→ Dataset records:
Content starts

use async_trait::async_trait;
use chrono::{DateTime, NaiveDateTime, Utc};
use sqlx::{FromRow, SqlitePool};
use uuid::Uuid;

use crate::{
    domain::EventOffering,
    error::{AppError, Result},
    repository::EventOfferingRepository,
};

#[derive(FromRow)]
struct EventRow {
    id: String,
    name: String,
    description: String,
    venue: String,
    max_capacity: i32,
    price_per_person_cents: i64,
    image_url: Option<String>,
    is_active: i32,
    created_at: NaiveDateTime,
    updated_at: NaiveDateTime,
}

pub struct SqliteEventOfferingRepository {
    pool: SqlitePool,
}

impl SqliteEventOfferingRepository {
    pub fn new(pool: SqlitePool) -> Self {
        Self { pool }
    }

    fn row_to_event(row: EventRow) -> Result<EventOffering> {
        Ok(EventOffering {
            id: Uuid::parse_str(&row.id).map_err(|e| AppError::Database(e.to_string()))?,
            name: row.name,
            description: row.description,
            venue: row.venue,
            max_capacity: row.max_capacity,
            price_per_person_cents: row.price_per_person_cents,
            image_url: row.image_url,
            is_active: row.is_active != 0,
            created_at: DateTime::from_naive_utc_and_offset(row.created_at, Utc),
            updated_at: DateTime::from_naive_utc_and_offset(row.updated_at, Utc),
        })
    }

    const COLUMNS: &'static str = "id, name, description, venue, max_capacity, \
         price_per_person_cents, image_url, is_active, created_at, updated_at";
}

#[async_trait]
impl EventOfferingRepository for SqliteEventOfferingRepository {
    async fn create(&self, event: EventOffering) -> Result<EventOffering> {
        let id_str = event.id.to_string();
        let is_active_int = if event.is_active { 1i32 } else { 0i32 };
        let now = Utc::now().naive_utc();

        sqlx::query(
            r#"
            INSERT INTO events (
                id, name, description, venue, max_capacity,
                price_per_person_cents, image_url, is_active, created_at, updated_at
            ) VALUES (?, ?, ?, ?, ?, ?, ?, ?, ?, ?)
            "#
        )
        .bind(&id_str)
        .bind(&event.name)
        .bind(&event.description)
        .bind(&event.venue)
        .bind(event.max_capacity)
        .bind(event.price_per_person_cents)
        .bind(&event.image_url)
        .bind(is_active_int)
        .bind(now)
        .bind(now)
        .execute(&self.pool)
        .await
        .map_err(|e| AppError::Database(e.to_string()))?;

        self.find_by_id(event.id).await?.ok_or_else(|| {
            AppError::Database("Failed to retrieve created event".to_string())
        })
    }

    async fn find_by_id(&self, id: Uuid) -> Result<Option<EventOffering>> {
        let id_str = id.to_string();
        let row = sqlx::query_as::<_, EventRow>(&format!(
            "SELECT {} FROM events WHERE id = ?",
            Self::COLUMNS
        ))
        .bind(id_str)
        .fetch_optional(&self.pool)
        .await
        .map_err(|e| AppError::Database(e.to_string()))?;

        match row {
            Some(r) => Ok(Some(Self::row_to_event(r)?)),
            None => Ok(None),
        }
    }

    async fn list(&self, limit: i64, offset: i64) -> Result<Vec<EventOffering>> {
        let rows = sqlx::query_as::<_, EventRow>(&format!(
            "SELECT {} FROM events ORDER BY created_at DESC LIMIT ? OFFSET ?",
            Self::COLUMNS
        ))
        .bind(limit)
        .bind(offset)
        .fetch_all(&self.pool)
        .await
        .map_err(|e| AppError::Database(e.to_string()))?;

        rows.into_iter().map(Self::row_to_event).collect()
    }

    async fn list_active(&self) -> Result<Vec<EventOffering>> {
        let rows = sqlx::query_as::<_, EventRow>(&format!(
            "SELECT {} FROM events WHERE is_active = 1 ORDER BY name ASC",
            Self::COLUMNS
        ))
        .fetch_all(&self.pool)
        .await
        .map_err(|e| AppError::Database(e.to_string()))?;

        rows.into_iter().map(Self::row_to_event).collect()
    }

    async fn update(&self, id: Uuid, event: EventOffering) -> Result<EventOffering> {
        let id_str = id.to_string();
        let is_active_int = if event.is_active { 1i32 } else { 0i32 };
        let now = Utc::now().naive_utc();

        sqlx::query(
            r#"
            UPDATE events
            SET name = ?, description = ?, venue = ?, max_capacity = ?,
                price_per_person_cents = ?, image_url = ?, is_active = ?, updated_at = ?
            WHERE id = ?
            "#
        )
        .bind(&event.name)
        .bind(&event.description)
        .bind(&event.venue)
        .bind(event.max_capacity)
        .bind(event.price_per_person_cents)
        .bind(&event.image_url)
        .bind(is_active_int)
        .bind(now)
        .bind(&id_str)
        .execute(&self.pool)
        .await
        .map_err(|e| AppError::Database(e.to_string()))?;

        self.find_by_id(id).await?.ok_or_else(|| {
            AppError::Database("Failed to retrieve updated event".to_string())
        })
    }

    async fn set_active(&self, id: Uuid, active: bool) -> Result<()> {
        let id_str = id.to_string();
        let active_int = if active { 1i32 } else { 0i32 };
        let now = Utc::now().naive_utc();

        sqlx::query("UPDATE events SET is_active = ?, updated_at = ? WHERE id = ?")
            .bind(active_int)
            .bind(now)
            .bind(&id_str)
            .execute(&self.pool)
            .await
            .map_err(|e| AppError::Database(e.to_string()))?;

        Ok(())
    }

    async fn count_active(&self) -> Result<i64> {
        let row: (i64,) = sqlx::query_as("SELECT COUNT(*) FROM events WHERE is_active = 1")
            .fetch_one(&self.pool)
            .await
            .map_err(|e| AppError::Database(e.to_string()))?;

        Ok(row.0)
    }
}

Content ends

Return, from the data, each line where the string "struct" occurs.

struct EventRow {
pub struct SqliteEventOfferingRepository {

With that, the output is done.